The FX report released by the US Treasury Department made the following observations:
- The yuan’s depreciation against the dollar was much more than its depreciation against a trade-weighted basket of 24 currencies.
- The yuan depreciated more than what it should have due only to the known interventions by the Chinese central bank.
- The People’s Bank of China is using China’s state-owned enterprises to do its dirty work.
- The Chinese authorities intervene more assiduously when the yuan starts appreciating against the dollar, but look the other way when the yuan starts weakening.
- Most governments and central banks across the world are bothered about generating more growth and employment. To pursue this goal a weaker domestic currency comes in very handy when governments are trying to attract foreign demand and boost exports.
- Currency manipulation happens when governments try to artificially tweak the exchange rate to gain an “unfair” advantage in trade. For example, If China’s central bank buys dollars in the forex market, it can artificially weaken the yuan and Chinese goods will then become more affordable (and competitive) in the international market.

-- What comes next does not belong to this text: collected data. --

//! Vector store abstraction, grounded in
//! `examples/original_source/.../indexing/qdrant_client.py`'s `QdrantClient`.

pub mod qdrant;

use crate::error::Result;
use crate::models::{VectorPayload, VectorPoint};
use async_trait::async_trait;
use once_cell::sync::Lazy;
use regex::Regex;
use serde::{Deserialize, Serialize};
use std::collections::HashMap;

static NON_ALPHANUMERIC: Lazy<Regex> = Lazy::new(|| Regex::new(r"[^a-z0-9]+").unwrap());
static REPEATED_UNDERSCORES: Lazy<Regex> = Lazy::new(|| Regex::new(r"_+").unwrap());

/// Lowercases, replaces non-`[a-z0-9]` runs with `_`, trims and collapses.
pub fn sanitize_collection_name(product_name: &str) -> String {
    let lower = product_name.to_lowercase();
    let replaced = NON_ALPHANUMERIC.replace_all(&lower, "_");
    let collapsed = REPEATED_UNDERSCORES.replace_all(&replaced, "_");
    collapsed.trim_matches('_').to_string()
}

pub fn collection_name(workspace: &str, product_name: &str, version: u32) -> String {
    format!("ws_{workspace}__{}__v_{version}", sanitize_collection_name(product_name))
}

pub fn legacy_collection_name(workspace: &str, product_id: &str, version: u32) -> String {
    format!("ws_{workspace}__prod_{product_id}__v_{version}")
}

pub fn prod_alias_name(workspace: &str, product_name: &str) -> String {
    format!("prod_ws_{workspace}__{}", sanitize_collection_name(product_name))
}

#[derive(Debug, Clone, Copy, PartialEq, Eq, Serialize, Deserialize)]
#[serde(rename_all = "lowercase")]
pub enum Distance {
    Cosine,
    Dot,
    Euclid,
}

#[derive(Debug, Clone, Serialize, Deserialize)]
pub struct CollectionInfo {
    pub name: String,
    pub points_count: u64,
    pub indexed_vectors_count: u64,
    pub segments_count: u64,
    pub vector_size: u32,
    pub distance: Distance,
}

#[derive(Debug, Clone, Default)]
pub struct SearchFilter {
    /// Exact-match field conditions, ANDed together.
    pub must_eq: HashMap<String, serde_json::Value>,
    /// Membership (`IN`) field conditions, ANDed together.
    pub must_in: HashMap<String, Vec<serde_json::Value>>,
}

#[derive(Debug, Clone, Serialize, Deserialize)]
pub struct SearchResult {
    pub id: u64,
    pub score: f32,
    pub payload: VectorPayload,
}

/// A vector-store backend, following the same trait-at-seams pattern as
/// `ObjectStore`/`ArtifactRegistry`, surfacing the Qdrant REST API.
#[async_trait]
pub trait VectorStoreClient: Send + Sync {
    async fn ensure_collection(&self, name: &str, size: u32, distance: Distance) -> Result<()>;

    async fn upsert_points(&self, name: &str, points: &[VectorPoint]) -> Result<()>;

    async fn search_points(
        &self,
        name: &str,
        query_vector: &[f32],
        limit: usize,
        score_threshold: Option<f32>,
        filter: Option<&SearchFilter>,
    ) -> Result<Vec<SearchResult>>;

    async fn scroll_points(
        &self,
        name: &str,
        limit: usize,
        offset: Option<u64>,
        filter: Option<&SearchFilter>,
    ) -> Result<(Vec<VectorPayload>, Option<u64>)>;

    async fn get_collection_info(&self, name: &str) -> Result<Option<CollectionInfo>>;

    /// Atomically deletes any prior alias of this name and points it at
    /// `collection_name`, in a single alias-action batch.
    async fn set_prod_alias(&self, alias_name: &str, collection_name: &str) -> Result<()>;

    async fn get_prod_alias_collection(&self, alias_name: &str) -> Result<Option<String>>;
}
//! Aggregates per-chunk metrics into a single readiness fingerprint.
//!
//! Grounded in the original `fingerprint.py`'s `generate_fingerprint`: a
//! weighted mean by `token_est` when available, otherwise an arithmetic
//! mean, clamped to `[0, 100]` per dimension.

use crate::models::{Fingerprint, MetricRecord};

/// Optional preprocessing-derived statistics used to populate
/// `Chunk_Boundary_Quality`.
#[derive(Debug, Clone, Copy, Default)]
pub struct PreprocessingStats {
    pub mid_sentence_boundary_rate: f64,
}

/// Aggregates `metrics` into a [`Fingerprint`]. Returns the default (empty)
/// fingerprint when `metrics` is empty.
pub fn generate_fingerprint(metrics: &[MetricRecord], preprocessing_stats: Option<PreprocessingStats>) -> Fingerprint {
    if metrics.is_empty() {
        return Fingerprint::default();
    }

    let weight = |m: &MetricRecord| m.token_est.map(|t| t as f64).filter(|t| *t > 0.0).unwrap_or(1.0);
    let total_weight: f64 = metrics.iter().map(weight).sum();

    let weighted_mean = |get: fn(&MetricRecord) -> f64| -> f64 {
        let sum: f64 = metrics.iter().map(|m| get(m) * weight(m)).sum();
        (sum / total_weight).clamp(0.0, 100.0)
    };

    let mut fingerprint = Fingerprint {
        ai_trust_score: weighted_mean(|m| m.ai_trust_score),
        completeness: weighted_mean(|m| m.completeness),
        quality: weighted_mean(|m| m.quality),
        secure: weighted_mean(|m| m.secure),
        metadata_presence: weighted_mean(|m| m.metadata_presence),
        knowledge_base_ready: weighted_mean(|m| m.knowledge_base_ready),
        ..Default::default()
    };

    if let Some(stats) = preprocessing_stats {
        let boundary_quality = (100.0 - stats.mid_sentence_boundary_rate * 100.0).clamp(0.0, 100.0);
        fingerprint.chunk_boundary_quality = Some(boundary_quality);
    }

    fingerprint
}

/// Aggregates only the metrics whose `file` equals `file_tag`; `None` if no
/// such metrics exist.
pub fn aggregate_metrics_by_file(metrics: &[MetricRecord], file_tag: &str) -> Option<Fingerprint> {
    let file_metrics: Vec<MetricRecord> = metrics.iter().filter(|m| m.file == file_tag).cloned().collect();
    if file_metrics.is_empty() {
        return None;
    }
    Some(generate_fingerprint(&file_metrics, None))
}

- Even though some amount of such “intervention” by central banks is allowed to reduce wild fluctuations in the exchange rate. But excessive and undisclosed interventions are not considered fair.
US course of Action
The US announced that it would approach the International Monetary Fund “to eliminate the unfair competitive advantage created by China’s latest actions”.
The move has also signalled that the ongoing trade war between the world’s two biggest economies was now turning into a currency war as well.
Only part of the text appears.